I have found keto worked the best for me, but I couldn't stick to it long term. I now do intermittent fasting, which has worked really well for me, which basically translates as eating between 12 and 8, with sensible portions.

I know I can't manage well without anything sweet at all, so i either have fruit or a hot chocolate now. Forget diets, you need a sustained change in your eating long term. I am nowhere near perfect, but it was being diagnosed with rheumatoid arthritis that did it for me, I knew my body needed help and I started an anti inflammatory diet, which also seems to work well with my PCOS.

You aren't too old. I am 38 and have been trying for about 15 years. I have reached the point where I have accepted it probably won't happen for us. Once I lost weight though my cycle regulated itself, even a 10% loss can help with PCOS

Wheresthesandman · 16/01/2020 17:09

No more yoyo, calorie deficit diets either. Start eating healthy and maybe join a support group for it such as ww or sw.

You lose weight by having a calorie deficit though, that’s the only way? You need to be burning off more calories than you’re eating (ideally from healthy meals!), I think it’s about 500 calories a day for a 1/1.5 pound weight loss per week?
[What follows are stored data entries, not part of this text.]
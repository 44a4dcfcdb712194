pub const RENDER_WIDTH: i32 = 1920;           // Width of the render texture
pub const RENDER_HEIGHT: i32 = 1080;          // Height of the render texture
pub const FPS: u32 = 60;                      // Frames per second
pub const FRAME_TIME: f32 = 1.0 / FPS as f32; // Time per frame (seconds)

pub const TRANSITION_DURATION: f32 = 0.7;     // Cross-fade between slides (seconds)
pub const INACTIVE_SCALE: f32 = 0.98;         // Scale of hidden slides when the policy scales
pub const FRAME_PADDING: f32 = 32.0;          // Padding around the letterboxed image (pixels)

pub const RICH_TICK_MS: u64 = 2000;           // Auto-play interval, rich policy
pub const SIMPLE_TICK_MS: u64 = 4000;         // Auto-play interval, simple policy
pub const COOLDOWN_MS: u64 = 2000;            // Auto-play suppression after manual navigation

pub const DEFAULT_ASSET_DIR: &str = "assets";
pub const PLACEHOLDER_FILE: &str = "placeholder.png";
pub const DEFAULT_SLIDE_COUNT: u32 = 6;
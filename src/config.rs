use std::path::PathBuf;
use std::time::Duration;
use anyhow::{Context, Result};
use clap::{Parser, ValueEnum};
use tracing::warn;
use crate::constants::*;
use crate::policy::AutoPlayPolicy;
use crate::slide::{shuffle_slides, Slide};
use crate::texture_loader::load_sorted_image_paths;

#[derive(Debug, Clone, Copy, PartialEq, Eq, ValueEnum)]
pub enum Variant {
    /// 2s auto-play, paused for a cooldown after manual navigation
    Rich,
    /// 4s auto-play, never paused
    Simple,
}

#[derive(Debug, Parser)]
#[command(name = "carousel", about = "Auto-advancing image carousel")]
pub struct Args {
    /// Image files, or a single directory of images. Defaults to the built-in list.
    pub images: Vec<PathBuf>,

    /// Directory holding the built-in slides and the placeholder image
    #[arg(long, default_value = DEFAULT_ASSET_DIR)]
    pub assets: PathBuf,

    #[arg(long, value_enum, default_value = "rich")]
    pub variant: Variant,

    /// Override the auto-play interval
    #[arg(long, value_parser = clap::value_parser!(u64).range(1..))]
    pub interval_ms: Option<u64>,

    /// Override the manual-navigation cooldown (rich only)
    #[arg(long)]
    pub cooldown_ms: Option<u64>,

    /// Shuffle the slide order once at startup
    #[arg(long)]
    pub shuffle: bool,

    /// Capture the rendered frames to a video file through ffmpeg
    #[arg(long)]
    pub record: Option<PathBuf>,

    /// Capture length in seconds. Defaults to one full cycle of the slides.
    #[arg(long, requires = "record")]
    pub record_duration: Option<f32>,
}

#[derive(Debug, Clone)]
pub struct RecordConfig {
    pub output: PathBuf,
    pub duration: Duration,
}

#[derive(Debug, Clone)]
pub struct CarouselConfig {
    pub slides: Vec<Slide>,
    pub policy: AutoPlayPolicy,
    pub placeholder: PathBuf,
    pub record: Option<RecordConfig>,
}

impl Args {
    pub fn into_config(self) -> Result<CarouselConfig> {
        let mut policy = match self.variant {
            Variant::Rich => AutoPlayPolicy::rich(),
            Variant::Simple => AutoPlayPolicy::simple(),
        };
        if let Some(ms) = self.interval_ms {
            policy = policy.with_tick_interval(Duration::from_millis(ms));
        }
        if let Some(ms) = self.cooldown_ms {
            if !policy.suppress_on_manual_nav {
                warn!("--cooldown-ms has no effect with the simple variant");
            }
            policy = policy.with_cooldown(Duration::from_millis(ms));
        }

        let mut slides = match self.images.as_slice() {
            [] => Slide::defaults(&self.assets),
            [dir] if dir.is_dir() => {
                let paths = load_sorted_image_paths(dir)
                    .with_context(|| format!("cannot use {:?} as a slide directory", dir))?;
                Slide::from_paths(paths)
            }
            _ => Slide::from_paths(self.images.clone()),
        };
        if self.shuffle {
            shuffle_slides(&mut slides);
        }

        let record = match self.record {
            Some(output) => {
                let duration = match self.record_duration {
                    Some(secs) if secs > 0.0 => Duration::try_from_secs_f32(secs)
                        .with_context(|| format!("invalid --record-duration {}", secs))?,
                    _ => policy.tick_interval * slides.len() as u32,
                };
                Some(RecordConfig { output, duration })
            }
            None => None,
        };

        Ok(CarouselConfig {
            slides,
            policy,
            placeholder: self.assets.join(PLACEHOLDER_FILE),
            record,
        })
    }
}

#[cfg(test)]
mod tests {
    use super::*;

    fn parse(args: &[&str]) -> CarouselConfig {
        let mut argv = vec!["carousel"];
        argv.extend_from_slice(args);
        Args::try_parse_from(argv).unwrap().into_config().unwrap()
    }

    #[test]
    fn defaults_to_rich_with_built_in_slides() {
        let config = parse(&[]);
        assert_eq!(config.policy, AutoPlayPolicy::rich());
        assert_eq!(config.slides, Slide::defaults(&PathBuf::from("assets")));
        assert_eq!(config.placeholder, PathBuf::from("assets/placeholder.png"));
        assert!(config.record.is_none());
    }

    #[test]
    fn simple_variant_and_overrides() {
        let config = parse(&["--variant", "simple", "--interval-ms", "1500"]);
        assert!(!config.policy.suppress_on_manual_nav);
        assert_eq!(config.policy.tick_interval, Duration::from_millis(1500));
    }

    #[test]
    fn explicit_files_keep_their_order() {
        let config = parse(&["z.png", "a.png"]);
        assert_eq!(config.slides, vec![Slide::new(1, "z.png"), Slide::new(2, "a.png")]);
    }

    #[test]
    fn directory_argument_is_scanned() {
        let dir = tempfile::tempdir().unwrap();
        std::fs::write(dir.path().join("2.jpg"), b"x").unwrap();
        std::fs::write(dir.path().join("1.png"), b"x").unwrap();
        let config = parse(&[dir.path().to_str().unwrap()]);
        assert_eq!(config.slides.len(), 2);
        assert_eq!(config.slides[0].image, dir.path().join("1.png"));
    }

    #[test]
    fn record_defaults_to_one_cycle() {
        let config = parse(&["--record", "out.mp4"]);
        let record = config.record.unwrap();
        assert_eq!(record.output, PathBuf::from("out.mp4"));
        assert_eq!(record.duration, Duration::from_secs(12));
    }

    #[test]
    fn zero_interval_is_rejected() {
        assert!(Args::try_parse_from(["carousel", "--interval-ms", "0"]).is_err());
    }

    #[test]
    fn infinite_record_duration_is_an_error() {
        let args = Args::try_parse_from(["carousel", "--record", "out.mp4", "--record-duration", "inf"]).unwrap();
        assert!(args.into_config().is_err());
    }

    #[test]
    fn explicit_record_duration_is_used() {
        let config = parse(&["--record", "out.mp4", "--record-duration", "1.5"]);
        assert_eq!(config.record.unwrap().duration, Duration::from_millis(1500));
    }

    #[test]
    fn record_duration_requires_record() {
        assert!(Args::try_parse_from(["carousel", "--record-duration", "3"]).is_err());
    }
}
It doesn’t matter how healthily you’re eating, if you’re eating 2000 calories a day and only burning off 1500 then you’re going to gain weight.

I don’t personally think you’re too old, but I understand that everyone has a cut off and if you have reached yours then that is entirely your decision. Have you been given an indication of how successful fertility treatment is likely to be for you if you do manage to lose the weight?